Vermont shelters full despite decline in homeless population

Published: 12/1/2019 9:47:00 PM

Advocates are celebrating the fact that Vermont’s homeless population numbers have dropped by about 30% in five years.

But despite the decline statewide, Judi Joy, manager for Good Samaritan Haven in Barre City, said her shelter is at capacity. The organization operates four facilities with a total of 77 beds.

In fact, this is the worst season she’s experienced in Washington County. The demand for temporary shelter is the highest in recent memory.

“We’re full,” Joy said. “There is much more homelessness, poverty, lack of affordable housing. All of the above.”

Shelter officials across Vermont said they do not have enough room to meet demand, whether it’s for short-term beds or transitional housing.

A volunteer point-in-time count of homeless Vermonters logged 1,089 people without permanent housing in 2019, according to the Vermont Coalition to End Homelessness. In a survey of shelters, VtDigger found roughly 384 shelter beds and 56 family units available in the state, excluding domestic violence shelters.

After combing the 211 database for short-term daytime and nighttime shelters, VtDigger reporters called all open shelters to confirm the number of beds and find other information. When shelters did not respond, we used 211’s reported information instead. VtDigger did not include shelters specifically for people involved in domestic violence situations.

While not every homeless Vermonter is in need of short-term shelter and may have other options like a friend’s couch or a motel stay, several shelters confirmed there were not enough beds in their area to accommodate everyone who needed one.

Grand Isle, Orleans and Essex counties do not have any shelters, and many others are the only temporary or emergency housing option in a particular county. However, even Chittenden County, which has the most shelters, is struggling to support its homeless population, shelter officials said.

And while Chittenden County saw an overall drop in homelessness from 2018 to 2019, from 359 people to 309, there was a spike in the number of “chronically homeless” people from 48 to 74 over that same time. “Chronically homeless” is defined as people living with disabilities who experience extended periods of homelessness.
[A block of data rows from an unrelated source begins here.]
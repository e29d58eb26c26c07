//! In-process broker
//!
//! Each [`MemoryTransport`] runs its own network thread, so callbacks reach
//! the client exactly the way a real socket client's would. The broker can be
//! told to reject handshakes or subscriptions, stall, or drop every connection, which makes it
//! the bus of choice for tests and for running without a server.

use crossbeam_channel::{unbounded, Receiver, Sender};
use std::collections::HashMap;
use std::sync::atomic::{AtomicBool, AtomicU64, AtomicUsize, Ordering};
use std::sync::{Arc, Mutex, MutexGuard, PoisonError};
use std::thread;
use tracing::{debug, warn};

use super::error::BusError;
use super::link::BusLink;
use super::topic::topic_matches;
use super::transport::{AckSender, BusTransport, OutboundMessage, QualityOfService};

/// A message the broker accepted, recorded in arrival order
#[derive(Debug, Clone, PartialEq, Eq)]
pub struct PublishedMessage {
    pub topic: String,
    pub payload: String,
    pub qos: QualityOfService,
    pub retain: bool,
}

enum Command {
    Open(Arc<BusLink>),
    Publish(OutboundMessage, AckSender),
    Subscribe(String, AckSender),
    Unsubscribe(String),
    Deliver { topic: String, payload: Vec<u8> },
    Close,
    Drop(String),
    Shutdown,
}

struct SessionEntry {
    commands: Sender<Command>,
    patterns: Vec<String>,
}

#[derive(Default)]
struct BrokerInner {
    sessions: Mutex<HashMap<u64, SessionEntry>>,
    retained: Mutex<HashMap<String, Vec<u8>>>,
    published: Mutex<Vec<PublishedMessage>>,
    reject_reason: Mutex<Option<String>>,
    reject_subscriptions: Mutex<Option<String>>,
    stalled: AtomicBool,
    opens: AtomicUsize,
    next_session: AtomicU64,
}

impl BrokerInner {
    fn route(&self, message: &OutboundMessage) {
        lock(&self.published).push(PublishedMessage {
            topic: message.topic.clone(),
            payload: String::from_utf8_lossy(&message.payload).into_owned(),
            qos: message.qos,
            retain: message.retain,
        });

        if message.retain {
            let mut retained = lock(&self.retained);
            if message.payload.is_empty() {
                retained.remove(&message.topic);
            } else {
                retained.insert(message.topic.clone(), message.payload.clone());
            }
        }

        for session in lock(&self.sessions).values() {
            if session.patterns.iter().any(|p| topic_matches(p, &message.topic)) {
                let _ = session.commands.send(Command::Deliver {
                    topic: message.topic.clone(),
                    payload: message.payload.clone(),
                });
            }
        }
    }

    fn retained_matching(&self, pattern: &str) -> Vec<(String, Vec<u8>)> {
        lock(&self.retained)
            .iter()
            .filter(|(topic, _)| topic_matches(pattern, topic))
            .map(|(topic, payload)| (topic.clone(), payload.clone()))
            .collect()
    }
}

/// Handle to an in-process broker; clones share the same broker
#[derive(Clone, Default)]
pub struct MemoryBroker {
    inner: Arc<BrokerInner>,
}

impl MemoryBroker {
    pub fn new() -> Self {
        Self::default()
    }

    /// Create a client-side transport attached to this broker
    pub fn transport(&self) -> MemoryTransport {
        let id = self.inner.next_session.fetch_add(1, Ordering::SeqCst);
        let (commands, rx) = unbounded();

        let session = SessionThread {
            id,
            broker: Arc::clone(&self.inner),
            own_commands: commands.clone(),
            link: None,
            connected: false,
            held_acks: Vec::new(),
        };

        let spawned = thread::Builder::new()
            .name(format!("memory-bus-{}", id))
            .spawn(move || session.run(rx));
        if let Err(e) = spawned {
            warn!(error = %e, "Failed to spawn memory bus thread");
        }

        MemoryTransport { commands }
    }

    /// Reject every following handshake with `reason` (`None` accepts again)
    pub fn reject_handshakes(&self, reason: Option<&str>) {
        *lock(&self.inner.reject_reason) = reason.map(str::to_string);
    }

    /// Refuse every following subscription with `reason` (`None` accepts again)
    pub fn reject_subscriptions(&self, reason: Option<&str>) {
        *lock(&self.inner.reject_subscriptions) = reason.map(str::to_string);
    }

    /// While stalled, handshakes never complete and publishes or
    /// subscriptions are never acknowledged
    pub fn set_stalled(&self, stalled: bool) {
        self.inner.stalled.store(stalled, Ordering::SeqCst);
    }

    /// Sever every live connection, as a network failure would
    pub fn drop_connections(&self, reason: &str) {
        for session in lock(&self.inner.sessions).values() {
            let _ = session.commands.send(Command::Drop(reason.to_string()));
        }
    }

    /// Number of handshakes the broker has seen
    pub fn open_count(&self) -> usize {
        self.inner.opens.load(Ordering::SeqCst)
    }

    pub fn connection_count(&self) -> usize {
        lock(&self.inner.sessions).len()
    }

    /// Every accepted message, in arrival order
    pub fn published(&self) -> Vec<PublishedMessage> {
        lock(&self.inner.published).clone()
    }

    /// Payloads accepted on exactly `topic`
    pub fn published_on(&self, topic: &str) -> Vec<String> {
        lock(&self.inner.published)
            .iter()
            .filter(|m| m.topic == topic)
            .map(|m| m.payload.clone())
            .collect()
    }

    /// Whether any live connection would receive a message on `topic`
    pub fn has_subscriber(&self, topic: &str) -> bool {
        lock(&self.inner.sessions)
            .values()
            .any(|s| s.patterns.iter().any(|p| topic_matches(p, topic)))
    }
}

/// Client side of a [`MemoryBroker`] connection
pub struct MemoryTransport {
    commands: Sender<Command>,
}

impl BusTransport for MemoryTransport {
    fn name(&self) -> &str {
        "memory"
    }

    fn open(&self, link: Arc<BusLink>) -> Result<(), BusError> {
        self.commands
            .send(Command::Open(link))
            .map_err(|_| BusError::Transport("memory bus thread is gone".to_string()))
    }

    fn publish(&self, message: OutboundMessage, ack: AckSender) {
        // On failure the ack is dropped, which fails the pending publish
        let _ = self.commands.send(Command::Publish(message, ack));
    }

    fn subscribe(&self, pattern: &str, ack: AckSender) {
        let _ = self.commands.send(Command::Subscribe(pattern.to_string(), ack));
    }

    fn unsubscribe(&self, pattern: &str) {
        let _ = self.commands.send(Command::Unsubscribe(pattern.to_string()));
    }

    fn close(&self) {
        let _ = self.commands.send(Command::Close);
    }
}

impl Drop for MemoryTransport {
    fn drop(&mut self) {
        let _ = self.commands.send(Command::Shutdown);
    }
}

/// State owned by one transport's network thread
struct SessionThread {
    id: u64,
    broker: Arc<BrokerInner>,
    own_commands: Sender<Command>,
    link: Option<Arc<BusLink>>,
    connected: bool,
    held_acks: Vec<AckSender>,
}

impl SessionThread {
    fn run(mut self, commands: Receiver<Command>) {
        while let Ok(command) = commands.recv() {
            match command {
                Command::Open(link) => self.open(link),
                Command::Publish(message, ack) => self.publish(message, ack),
                Command::Subscribe(pattern, ack) => self.subscribe(pattern, ack),
                Command::Unsubscribe(pattern) => {
                    if let Some(session) = lock(&self.broker.sessions).get_mut(&self.id) {
                        session.patterns.retain(|p| *p != pattern);
                    }
                }
                Command::Deliver { topic, payload } => {
                    if let (true, Some(link)) = (self.connected, &self.link) {
                        link.on_message(&topic, &payload);
                    }
                }
                Command::Close => self.disconnect(None),
                Command::Drop(reason) => self.disconnect(Some(reason)),
                Command::Shutdown => {
                    self.disconnect(None);
                    break;
                }
            }
        }
        debug!(session = self.id, "Memory bus thread exiting");
    }

    fn open(&mut self, link: Arc<BusLink>) {
        self.broker.opens.fetch_add(1, Ordering::SeqCst);
        link.on_connecting();

        if self.broker.stalled.load(Ordering::SeqCst) {
            self.link = Some(link);
            return;
        }

        let rejection = lock(&self.broker.reject_reason).clone();
        if let Some(reason) = rejection {
            link.on_connect_failed(reason);
            return;
        }

        lock(&self.broker.sessions).insert(
            self.id,
            SessionEntry {
                commands: self.own_commands.clone(),
                patterns: Vec::new(),
            },
        );
        self.connected = true;
        link.on_connected();
        self.link = Some(link);
    }

    fn publish(&mut self, message: OutboundMessage, ack: AckSender) {
        if !self.connected {
            let _ = ack.send(Err("not connected".to_string()));
        } else if self.broker.stalled.load(Ordering::SeqCst) {
            self.held_acks.push(ack);
        } else {
            self.broker.route(&message);
            let _ = ack.send(Ok(()));
        }
    }

    fn subscribe(&mut self, pattern: String, ack: AckSender) {
        if !self.connected {
            let _ = ack.send(Err("not connected".to_string()));
            return;
        }
        if self.broker.stalled.load(Ordering::SeqCst) {
            self.held_acks.push(ack);
            return;
        }
        let rejection = lock(&self.broker.reject_subscriptions).clone();
        if let Some(reason) = rejection {
            let _ = ack.send(Err(reason));
            return;
        }

        if let Some(session) = lock(&self.broker.sessions).get_mut(&self.id) {
            if !session.patterns.contains(&pattern) {
                session.patterns.push(pattern.clone());
            }
        }
        let _ = ack.send(Ok(()));

        if let Some(link) = &self.link {
            for (topic, payload) in self.broker.retained_matching(&pattern) {
                link.on_message(&topic, &payload);
            }
        }
    }

    fn disconnect(&mut self, reason: Option<String>) {
        lock(&self.broker.sessions).remove(&self.id);
        // Unacknowledged operations fail once their senders drop
        self.held_acks.clear();
        self.connected = false;
        if let Some(link) = self.link.take() {
            link.on_disconnected(reason);
        }
    }
}

fn lock<T>(mutex: &Mutex<T>) -> MutexGuard<'_, T> {
    mutex.lock().unwrap_or_else(PoisonError::into_inner)
}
Since Anew Place’s BTV Shelter, a winter warming shelter, opened Nov. 1 in Burlington, it has been full, said Katie Ballard, the shelter’s intake coordinator. It has had to turn away about six to 10 people every day, Ballard said.

When the BTV Shelter reaches capacity, Ballard said staff members call other shelters to find placements. But many others are frequently full, too, or people are turned away because they don’t meet sobriety requirements. BTV Shelter is the only facility in the area that does not require clients to be sober.

People can call 211 to receive a motel housing voucher for the night, which Ballard said her shelter will direct people to if they don’t have any other options. Vermont’s “cold weather exemption” allows people to receive motel vouchers during nights where the temperature is below 32 degrees.

Stephannie Peters, executive director of the Bennington Coalition for the Homeless, said her 16 bed shelter runs at capacity almost every night. “They’re waiting for a housing voucher, or for the availability of affordable housing,” she said. Their organization is the only overnight shelter in Bennington County.

Other vast regions of the state rely on a single shelter to provide for homeless residents or travelers. There are no overnight year-round shelters in Caledonia County, only daytime or part-time warming shelters, which only operate during the coldest months of the year.

Upper Valley Haven, in White River Junction, one of the largest overnight shelters in southern Vermont, always has a waiting list, although they share it with other shelters and centers in the region, said Laura Gillestie, communications director for the Haven.

In Addison County, the housing shortage leads to people staying longer in short-term shelters, said Peter Kellerman, director of John Graham Housing and Services.

“It’s rare to see them come in and out in 90 days,” he said. “They’re staying for six months and beyond that.”

It’s not just that housing is limited. The guests often have disabilities, trauma, or other cognitive and behavioral challenges that are obstacles to getting a steady job or place to live. But even those that can live on their own get stuck waiting for an apartment, Kellerman said.

Safe Haven, a transitional housing facility in Randolph, is the only shelter of any kind in Orange County. Christie Everett, director of acute care services, said their normal stay of three to six months has grown to a year to 18 months “because of the lack of affordable housing.”

Shelter officials have not been able to point to a specific reason to explain why shelter demand is so high.

Becky Holt, development and communications director of the Committee on Temporary Shelter in Burlington, said she thinks the problem is systemic.

Holt said if the state is able to develop more affordable housing and institute liveable wages, she thinks a decrease in homelessness would lead to less pressure on shelters.

“It’s not one thing. It’s a combination of all kinds of conditions. The landscape shifts,” Holt said. “There’s a lot of challenges that create homelessness.”